◆ **Work required**
Each entry must be restated exactly as it appears.

(Records drawn from a dataset)
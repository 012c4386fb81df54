use std::ffi::OsString;
use std::io::{self, Write};
use std::path::{Path, PathBuf};

use crate::config::RotationPolicy;

/// Descriptor of an installed sink, used to inspect the active configuration
#[derive(Debug, Clone, PartialEq, Eq)]
pub enum SinkKind {
    Stdout,
    Stderr,
    File(PathBuf),
}

/// A destination for formatted log lines
#[derive(Debug)]
pub enum Sink {
    Stream(StreamSink),
    RotatingFile(RotatingFileSink),
}

impl Sink {
    pub fn stdout() -> Self {
        Sink::Stream(StreamSink::new(StreamTarget::Stdout))
    }

    pub fn stderr() -> Self {
        Sink::Stream(StreamSink::new(StreamTarget::Stderr))
    }

    /// Write one line; the newline is appended here
    pub fn write_line(&mut self, line: &str) -> io::Result<()> {
        match self {
            Sink::Stream(sink) => sink.write_line(line),
            Sink::RotatingFile(sink) => sink.write_line(line),
        }
    }

    pub fn flush(&mut self) -> io::Result<()> {
        match self {
            Sink::Stream(sink) => sink.flush(),
            Sink::RotatingFile(sink) => sink.flush(),
        }
    }

    pub fn kind(&self) -> SinkKind {
        match self {
            Sink::Stream(sink) => match sink.target {
                StreamTarget::Stdout => SinkKind::Stdout,
                StreamTarget::Stderr => SinkKind::Stderr,
            },
            Sink::RotatingFile(sink) => SinkKind::File(sink.path.clone()),
        }
    }
}

#[derive(Debug, Clone, Copy, PartialEq, Eq)]
pub enum StreamTarget {
    Stdout,
    Stderr,
}

/// Writes to one of the process's standard streams
#[derive(Debug)]
pub struct StreamSink {
    target: StreamTarget,
}

impl StreamSink {
    pub fn new(target: StreamTarget) -> Self {
        Self { target }
    }

    pub fn write_line(&mut self, line: &str) -> io::Result<()> {
        match self.target {
            StreamTarget::Stdout => write_line_to(&mut io::stdout().lock(), line),
            StreamTarget::Stderr => write_line_to(&mut io::stderr().lock(), line),
        }
    }

    pub fn flush(&mut self) -> io::Result<()> {
        match self.target {
            StreamTarget::Stdout => io::stdout().flush(),
            StreamTarget::Stderr => io::stderr().flush(),
        }
    }
}

fn write_line_to<W: Write>(writer: &mut W, line: &str) -> io::Result<()> {
    writer.write_all(line.as_bytes())?;
    writer.write_all(b"\n")?;
    writer.flush()
}

/// Appends to a file and rolls it over once it would grow past `max_bytes`.
///
/// Rolled files are named `<path>.1` (newest) through `<path>.<max_backups>`
/// (oldest). With no backups the file is truncated in place instead.
#[derive(Debug)]
pub struct RotatingFileSink {
    path: PathBuf,
    policy: RotationPolicy,
    file: Option<fs_err::File>,
    size: u64,
}

impl RotatingFileSink {
    /// Open (or create) the log file, creating missing parent directories
    pub fn open(path: impl Into<PathBuf>, policy: RotationPolicy) -> io::Result<Self> {
        let path = path.into();
        if let Some(parent) = path.parent() {
            if !parent.as_os_str().is_empty() {
                fs_err::create_dir_all(parent)?;
            }
        }

        let file = open_append(&path)?;
        let size = file.metadata()?.len();

        Ok(Self {
            path,
            policy,
            file: Some(file),
            size,
        })
    }

    pub fn path(&self) -> &Path {
        &self.path
    }

    pub fn write_line(&mut self, line: &str) -> io::Result<()> {
        let len = line.len() as u64 + 1;
        if self.size > 0 && self.size + len > self.policy.max_bytes {
            self.rollover()?;
        }

        if self.file.is_none() {
            self.file = Some(open_append(&self.path)?);
        }
        if let Some(file) = self.file.as_mut() {
            write_line_to(file, line)?;
        }
        self.size += len;
        Ok(())
    }

    pub fn flush(&mut self) -> io::Result<()> {
        match self.file.as_mut() {
            Some(file) => file.flush(),
            None => Ok(()),
        }
    }

    fn rollover(&mut self) -> io::Result<()> {
        if let Some(mut file) = self.file.take() {
            file.flush()?;
        }

        if self.policy.max_backups == 0 {
            self.file = Some(open_truncate(&self.path)?);
            self.size = 0;
            return Ok(());
        }

        for index in (1..self.policy.max_backups).rev() {
            let source = backup_path(&self.path, index);
            if source.exists() {
                let target = backup_path(&self.path, index + 1);
                if target.exists() {
                    fs_err::remove_file(&target)?;
                }
                fs_err::rename(&source, &target)?;
            }
        }

        let newest = backup_path(&self.path, 1);
        if newest.exists() {
            fs_err::remove_file(&newest)?;
        }
        if self.path.exists() {
            fs_err::rename(&self.path, &newest)?;
        }

        self.file = Some(open_append(&self.path)?);
        self.size = 0;
        Ok(())
    }
}

impl Drop for RotatingFileSink {
    fn drop(&mut self) {
        let _ = self.flush();
    }
}

/// `<path>.<index>`
pub fn backup_path(path: &Path, index: usize) -> PathBuf {
    let mut name = OsString::from(path.as_os_str());
    name.push(format!(".{}", index));
    PathBuf::from(name)
}

fn open_append(path: &Path) -> io::Result<fs_err::File> {
    fs_err::OpenOptions::new().create(true).append(true).open(path)
}

fn open_truncate(path: &Path) -> io::Result<fs_err::File> {
    fs_err::OpenOptions::new()
        .create(true)
        .write(true)
        .truncate(true)
        .open(path)
}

◆ **Expected answer**
repository 012c4386fb81df54
use std::ffi::OsString;
use std::io::{self, Write};
use std::path::{Path, PathBuf};

use crate::config::RotationPolicy;

/// Descriptor of an installed sink, used to inspect the active configuration
#[derive(Debug, Clone, PartialEq, Eq)]
pub enum SinkKind {
    Stdout,
    Stderr,
    File(PathBuf),
}

/// A destination for formatted log lines
#[derive(Debug)]
pub enum Sink {
    Stream(StreamSink),
    RotatingFile(RotatingFileSink),
}

impl Sink {
    pub fn stdout() -> Self {
        Sink::Stream(StreamSink::new(StreamTarget::Stdout))
    }

    pub fn stderr() -> Self {
        Sink::Stream(StreamSink::new(StreamTarget::Stderr))
    }

    /// Write one line; the newline is appended here
    pub fn write_line(&mut self, line: &str) -> io::Result<()> {
        match self {
            Sink::Stream(sink) => sink.write_line(line),
            Sink::RotatingFile(sink) => sink.write_line(line),
        }
    }

    pub fn flush(&mut self) -> io::Result<()> {
        match self {
            Sink::Stream(sink) => sink.flush(),
            Sink::RotatingFile(sink) => sink.flush(),
        }
    }

    pub fn kind(&self) -> SinkKind {
        match self {
            Sink::Stream(sink) => match sink.target {
                StreamTarget::Stdout => SinkKind::Stdout,
                StreamTarget::Stderr => SinkKind::Stderr,
            },
            Sink::RotatingFile(sink) => SinkKind::File(sink.path.clone()),
        }
    }
}

#[derive(Debug, Clone, Copy, PartialEq, Eq)]
pub enum StreamTarget {
    Stdout,
    Stderr,
}

/// Writes to one of the process's standard streams
#[derive(Debug)]
pub struct StreamSink {
    target: StreamTarget,
}

impl StreamSink {
    pub fn new(target: StreamTarget) -> Self {
        Self { target }
    }

    pub fn write_line(&mut self, line: &str) -> io::Result<()> {
        match self.target {
            StreamTarget::Stdout => write_line_to(&mut io::stdout().lock(), line),
            StreamTarget::Stderr => write_line_to(&mut io::stderr().lock(), line),
        }
    }

    pub fn flush(&mut self) -> io::Result<()> {
        match self.target {
            StreamTarget::Stdout => io::stdout().flush(),
            StreamTarget::Stderr => io::stderr().flush(),
        }
    }
}

fn write_line_to<W: Write>(writer: &mut W, line: &str) -> io::Result<()> {
    writer.write_all(line.as_bytes())?;
    writer.write_all(b"\n")?;
    writer.flush()
}

/// Appends to a file and rolls it over once it would grow past `max_bytes`.
///
/// Rolled files are named `<path>.1` (newest) through `<path>.<max_backups>`
/// (oldest). With no backups the file is truncated in place instead.
#[derive(Debug)]
pub struct RotatingFileSink {
    path: PathBuf,
    policy: RotationPolicy,
    file: Option<fs_err::File>,
    size: u64,
}

impl RotatingFileSink {
    /// Open (or create) the log file, creating missing parent directories
    pub fn open(path: impl Into<PathBuf>, policy: RotationPolicy) -> io::Result<Self> {
        let path = path.into();
        if let Some(parent) = path.parent() {
            if !parent.as_os_str().is_empty() {
                fs_err::create_dir_all(parent)?;
            }
        }

        let file = open_append(&path)?;
        let size = file.metadata()?.len();

        Ok(Self {
            path,
            policy,
            file: Some(file),
            size,
        })
    }

    pub fn path(&self) -> &Path {
        &self.path
    }

    pub fn write_line(&mut self, line: &str) -> io::Result<()> {
        let len = line.len() as u64 + 1;
        if self.size > 0 && self.size + len > self.policy.max_bytes {
            self.rollover()?;
        }

        if self.file.is_none() {
            self.file = Some(open_append(&self.path)?);
        }
        if let Some(file) = self.file.as_mut() {
            write_line_to(file, line)?;
        }
        self.size += len;
        Ok(())
    }

    pub fn flush(&mut self) -> io::Result<()> {
        match self.file.as_mut() {
            Some(file) => file.flush(),
            None => Ok(()),
        }
    }

    fn rollover(&mut self) -> io::Result<()> {
        if let Some(mut file) = self.file.take() {
            file.flush()?;
        }

        if self.policy.max_backups == 0 {
            self.file = Some(open_truncate(&self.path)?);
            self.size = 0;
            return Ok(());
        }

        for index in (1..self.policy.max_backups).rev() {
            let source = backup_path(&self.path, index);
            if source.exists() {
                let target = backup_path(&self.path, index + 1);
                if target.exists() {
                    fs_err::remove_file(&target)?;
                }
                fs_err::rename(&source, &target)?;
            }
        }

        let newest = backup_path(&self.path, 1);
        if newest.exists() {
            fs_err::remove_file(&newest)?;
        }
        if self.path.exists() {
            fs_err::rename(&self.path, &newest)?;
        }

        self.file = Some(open_append(&self.path)?);
        self.size = 0;
        Ok(())
    }
}

impl Drop for RotatingFileSink {
    fn drop(&mut self) {
        let _ = self.flush();
    }
}

/// `<path>.<index>`
pub fn backup_path(path: &Path, index: usize) -> PathBuf {
    let mut name = OsString::from(path.as_os_str());
    name.push(format!(".{}", index));
    PathBuf::from(name)
}

fn open_append(path: &Path) -> io::Result<fs_err::File> {
    fs_err::OpenOptions::new().create(true).append(true).open(path)
}

fn open_truncate(path: &Path) -> io::Result<fs_err::File> {
    fs_err::OpenOptions::new()
        .create(true)
        .write(true)
        .truncate(true)
        .open(path)
}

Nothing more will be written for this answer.